I have a perpetual extra dime issue when I'm scrounging for change to hit up the vending machine for a diet coke. I think it's mostly bad math, but maybe there's a part of me that expects the worst. I am over prepared. Me?!
One evening when I was 18 my roommate and I made the two floor journey to the vending machines three times and it wasn't until the third that we had enough change. But that was because of a hole in a pocket the first time and slippery fingers the second.

I'm wading through sand at work today. I have been working! Working hard! But I feel like from the outside you wouldn't be able to tell. There's still so much left to finish! I am working as I type this (I swear!) and drinking diet coke and spinning the leftover dime. I AM WORKING. I am on page 57 of 66.
I should tell you that I was thanked on an acknowledgments page of a recently published master's thesis. By name! Me! Never mind the fact that I never actually personally helped the author. My coworkers did. Their names were listed, too.

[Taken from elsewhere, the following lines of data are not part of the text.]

use serde_json::{json, Map, Value};
use sqlx::{postgres::PgPoolOptions, Executor, PgPool};
use std::time::Duration;
use thiserror::Error;
use tracing::info;

use crate::config::DatabaseConfig;
use crate::filter::filter_where::quote_identifier;

/// Errors raised at the storage boundary
#[derive(Debug, Error)]
pub enum DatabaseError {
    #[error("Missing configuration: {0}")]
    ConfigMissing(&'static str),

    #[error("Not found: {0}")]
    NotFound(String),

    #[error("Query error: {message}")]
    Query {
        message: String,
        sql: Option<String>,
        status: Option<u16>,
    },

    #[error(transparent)]
    Sqlx(#[from] sqlx::Error),
}

impl DatabaseError {
    /// Wrap a driver error together with the statement that caused it
    pub fn with_sql(err: sqlx::Error, sql: &str) -> Self {
        DatabaseError::Query {
            message: err.to_string(),
            sql: Some(sql.to_string()),
            status: Self::sqlx_status(&err),
        }
    }

    pub fn query(message: impl Into<String>) -> Self {
        DatabaseError::Query { message: message.into(), sql: None, status: None }
    }

    /// Status the transport should answer with, when the error implies one
    pub fn status_code(&self) -> Option<u16> {
        match self {
            DatabaseError::ConfigMissing(_) => Some(500),
            DatabaseError::NotFound(_) => Some(404),
            DatabaseError::Query { status, .. } => *status,
            DatabaseError::Sqlx(err) => Self::sqlx_status(err),
        }
    }

    /// Full error value, internals included. Stripped before leaving the server.
    pub fn detail(&self) -> Map<String, Value> {
        let mut detail = Map::new();
        match self {
            DatabaseError::Query { message, sql, .. } => {
                detail.insert("message".to_string(), json!(message));
                if let Some(sql) = sql {
                    detail.insert("sql".to_string(), json!(sql));
                }
            }
            other => {
                detail.insert("message".to_string(), json!(other.to_string()));
            }
        }
        if let Some(status) = self.status_code() {
            detail.insert("statusCode".to_string(), json!(status));
        }
        detail
    }

    fn sqlx_status(err: &sqlx::Error) -> Option<u16> {
        match err {
            sqlx::Error::PoolTimedOut | sqlx::Error::PoolClosed | sqlx::Error::Io(_) => Some(503),
            sqlx::Error::RowNotFound => Some(404),
            _ => None,
        }
    }
}

/// Open the connection pool described by the database config. Every
/// connection gets the configured schema as its search path.
pub async fn connect(config: &DatabaseConfig) -> Result<PgPool, DatabaseError> {
    let url = config
        .url
        .as_deref()
        .ok_or(DatabaseError::ConfigMissing("DATABASE_URL"))?;
    let search_path = format!("SET search_path TO {}", quote_identifier(&config.schema));

    let pool = PgPoolOptions::new()
        .max_connections(config.max_connections)
        .acquire_timeout(Duration::from_secs(config.connection_timeout))
        .after_connect(move |conn, _meta| {
            let search_path = search_path.clone();
            Box::pin(async move {
                conn.execute(search_path.as_str()).await?;
                Ok(())
            })
        })
        .connect(url)
        .await?;

    info!("Connected database pool (schema {})", config.schema);
    Ok(pool)
}

/// Pings the pool to ensure connectivity
pub async fn health_check(pool: &PgPool) -> Result<(), DatabaseError> {
    sqlx::query("SELECT 1").execute(pool).await?;
    Ok(())
}
pub mod permission;
pub mod response;

pub use permission::{Caller, Permission};
pub use response::Envelope;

I feel a little like an amputee. My best friend deleted her facebook account. Have I been talking to myself all these years?
Sometimes mass purging scares me. I knew someone once who would acquire acquire acquire for months and then would all of a sudden give it all away. Clothes, books, equipment. She'd be down to cardboard and empty hangers. Then she'd start all over.

I bet I could figure out which things I could live without.